Gov. JB Pritzker, D-Ill., has signed into law a bill that repeals the Kyoto Protocol Act of 1998, which has prohibited the state from creating restrictions on greenhouse-gas (GHG) emissions.
In 2001, the U.S. withdrew from the Kyoto Protocol, but Illinois was left tied to goals that the federal government no longer intended to meet. After Illinois codified the protocol in state statute, state government has been restricted in enacting more stringent emissions reduction standards.
“We know that Illinoisans are suffering the effects of climate change, and we must act now. That’s why I joined the Climate Alliance in my first days in office and am proud to repeal outdated restrictions on the state’s ability to reduce emissions and tackle the climate crisis,” says Pritzker. “While the federal government unravels the progress made under the Obama administration, Illinois will not stand idly by. We’re stepping up to protect the lives of generations to come.”
H.B.3481, sponsored by State Sen. Laura Ellman, D-Naperville, and State Rep. Robyn Gabel, D-Evanston, goes into effect on Jan. 1.
“By repealing the Kyoto Protocol Act, we’re sending the signal that Illinois is ready to get serious about climate change,” says Ellman. “It’s an outdated law that only served to tie lawmakers’ hands, and it never should’ve been passed in the first place.”
“The world’s scientists are urging immediate action on climate change, but for two decades, Illinois has been locked from reducing these emissions because of an outdated, unfortunate ban on climate action,” adds Gabel. “Governor’s Pritzker’s signature today is an important step toward achieving a 100 percent clean energy future for Illinois and a strong and just climate action plan for our state that protects us all and invests in the clean energy economy.”
Local environmental advocacy groups are also voicing their support for the newly signed measure.
“In 1998, an anti-environment majority restricted Illinois’ ability to tackle air pollution, including carbon emissions. Twenty-one years later, a majority of the Illinois House and now Illinois Senate supports action on climate change and reducing Illinois’ carbon emissions,” comments Jen Walling, executive director of the Illinois Environmental Council.

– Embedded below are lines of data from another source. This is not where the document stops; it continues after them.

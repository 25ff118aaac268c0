//! Error types for the EDR dumper

use thiserror::Error;

/// Result type for dumper operations
pub type Result<T> = std::result::Result<T, Error>;

/// Errors that abort a dump run.
///
/// Per-query failures are not errors at this level - they are recorded in
/// the run's [`Stats`](crate::dump::Stats) and the crawl continues. Only
/// conditions that make the run itself impossible (client construction, an
/// unwritable output tree) surface here.
#[derive(Debug, Error)]
pub enum Error {
    /// HTTP client could not be constructed
    #[error("failed to create HTTP client: {0}")]
    Client(#[source] reqwest::Error),

    /// Output tree could not be created or written
    #[error("could not write {path}: {source}")]
    Output {
        path: String,
        #[source]
        source: std::io::Error,
    },

    /// Summary serialization failed
    #[error("failed to serialize results: {0}")]
    Serialize(#[from] serde_json::Error),
}

impl Error {
    pub fn output(path: impl Into<String>, source: std::io::Error) -> Self {
        Self::Output {
            path: path.into(),
            source,
        }
    }
}
//! Path-tracking context threaded through nested validation checks
//!
//! Copyright (c) 2025 Wxmap Team
//! Licensed under the Apache-2.0 license

/// Tracks the dotted path to the value currently being validated, so issues
/// can name their location (`grid.bbox.min_lon`, `parameters[2].levels[0]`).
#[derive(Debug, Clone)]
pub struct ValidationContext {
    /// Current document path
    pub path: String,
}

impl ValidationContext {
    /// Create a context rooted at the top of the document
    pub fn root() -> Self {
        Self {
            path: String::new(),
        }
    }

    /// Create a context rooted at a named section
    pub fn at<P: Into<String>>(path: P) -> Self {
        Self { path: path.into() }
    }

    /// Child context for a named field
    pub fn child<P: AsRef<str>>(&self, segment: P) -> Self {
        let path = if self.path.is_empty() {
            segment.as_ref().to_string()
        } else {
            format!("{}.{}", self.path, segment.as_ref())
        };
        Self { path }
    }

    /// Child context for an array element
    pub fn child_index(&self, index: usize) -> Self {
        Self {
            path: format!("{}[{}]", self.path, index),
        }
    }
}
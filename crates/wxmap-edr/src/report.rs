//! Summary artifacts written at the end of a dump run
//!
//! Three views of the same results: a plain-text summary for the terminal
//! or CI logs, a machine-readable `results.json`, and a static `index.html`
//! that renders `results.json` in a browser when the output tree is served
//! over HTTP.

use crate::dump::{QueryRecord, QueryType, Stats};
use crate::error::{Error, Result};
use serde_json::json;
use std::fmt::Write as _;
use std::path::Path;

/// Cap on errors listed in the text summary; the full list is in results.json
const SUMMARY_ERROR_LIMIT: usize = 20;

/// Write `summary.txt`
pub fn write_summary_text(
    dir: &Path,
    endpoint: &str,
    query_type: QueryType,
    stats: &Stats,
) -> Result<()> {
    let mut text = String::new();
    let _ = writeln!(text, "EDR Product Dump Summary");
    let _ = writeln!(text, "{}", "=".repeat(40));
    let _ = writeln!(text, "Endpoint: {endpoint}");
    let _ = writeln!(text, "Timestamp: {}", chrono::Local::now().to_rfc3339());
    let _ = writeln!(text, "Query type: {query_type}");
    let _ = writeln!(text);
    let _ = writeln!(text, "Total queries:  {}", stats.total);
    let _ = writeln!(text, "Success:        {}", stats.success);
    let _ = writeln!(text, "Empty:          {}", stats.empty);
    let _ = writeln!(text, "Failed:         {}", stats.failed);

    if !stats.errors.is_empty() {
        let _ = writeln!(text);
        let _ = writeln!(text, "Errors:");
        for failure in stats.errors.iter().take(SUMMARY_ERROR_LIMIT) {
            let _ = writeln!(
                text,
                "  {}/{}: {}",
                failure.collection, failure.param, failure.error
            );
        }
    }

    let path = dir.join("summary.txt");
    std::fs::write(&path, text).map_err(|e| Error::output(path.display().to_string(), e))
}

/// Write `results.json` with the run configuration, counters, and the full
/// per-query record list
pub fn write_results_json(
    dir: &Path,
    endpoint: &str,
    query_type: QueryType,
    stats: &Stats,
    results: &[QueryRecord],
) -> Result<()> {
    let document = json!({
        "endpoint": endpoint,
        "timestamp": chrono::Local::now().to_rfc3339(),
        "query_type": query_type.to_string(),
        "stats": stats,
        "results": results,
    });

    let path = dir.join("results.json");
    let pretty = serde_json::to_string_pretty(&document)?;
    std::fs::write(&path, pretty).map_err(|e| Error::output(path.display().to_string(), e))
}

/// Write the static `index.html` viewer next to `results.json`
pub fn write_index_html(dir: &Path) -> Result<()> {
    let path = dir.join("index.html");
    std::fs::write(&path, include_str!("../assets/index.html"))
        .map_err(|e| Error::output(path.display().to_string(), e))
}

“Today, Illinois takes a first step to being a leader in addressing the climate crisis that threatens all of our communities and achieving Governor Pritzker’s vision of an Illinois powered by 100 percent clean energy built by our union workers,” adds Jack Darin, director of the Sierra Club’s Illinois Chapter. “Scientists are urging bold action, and the economic benefits of clean energy can lift up disadvantaged communities and support a just transition away from fossil fuels. Trump may be taking America backward and out of the clean energy revolution, but today, Illinois goes forward.”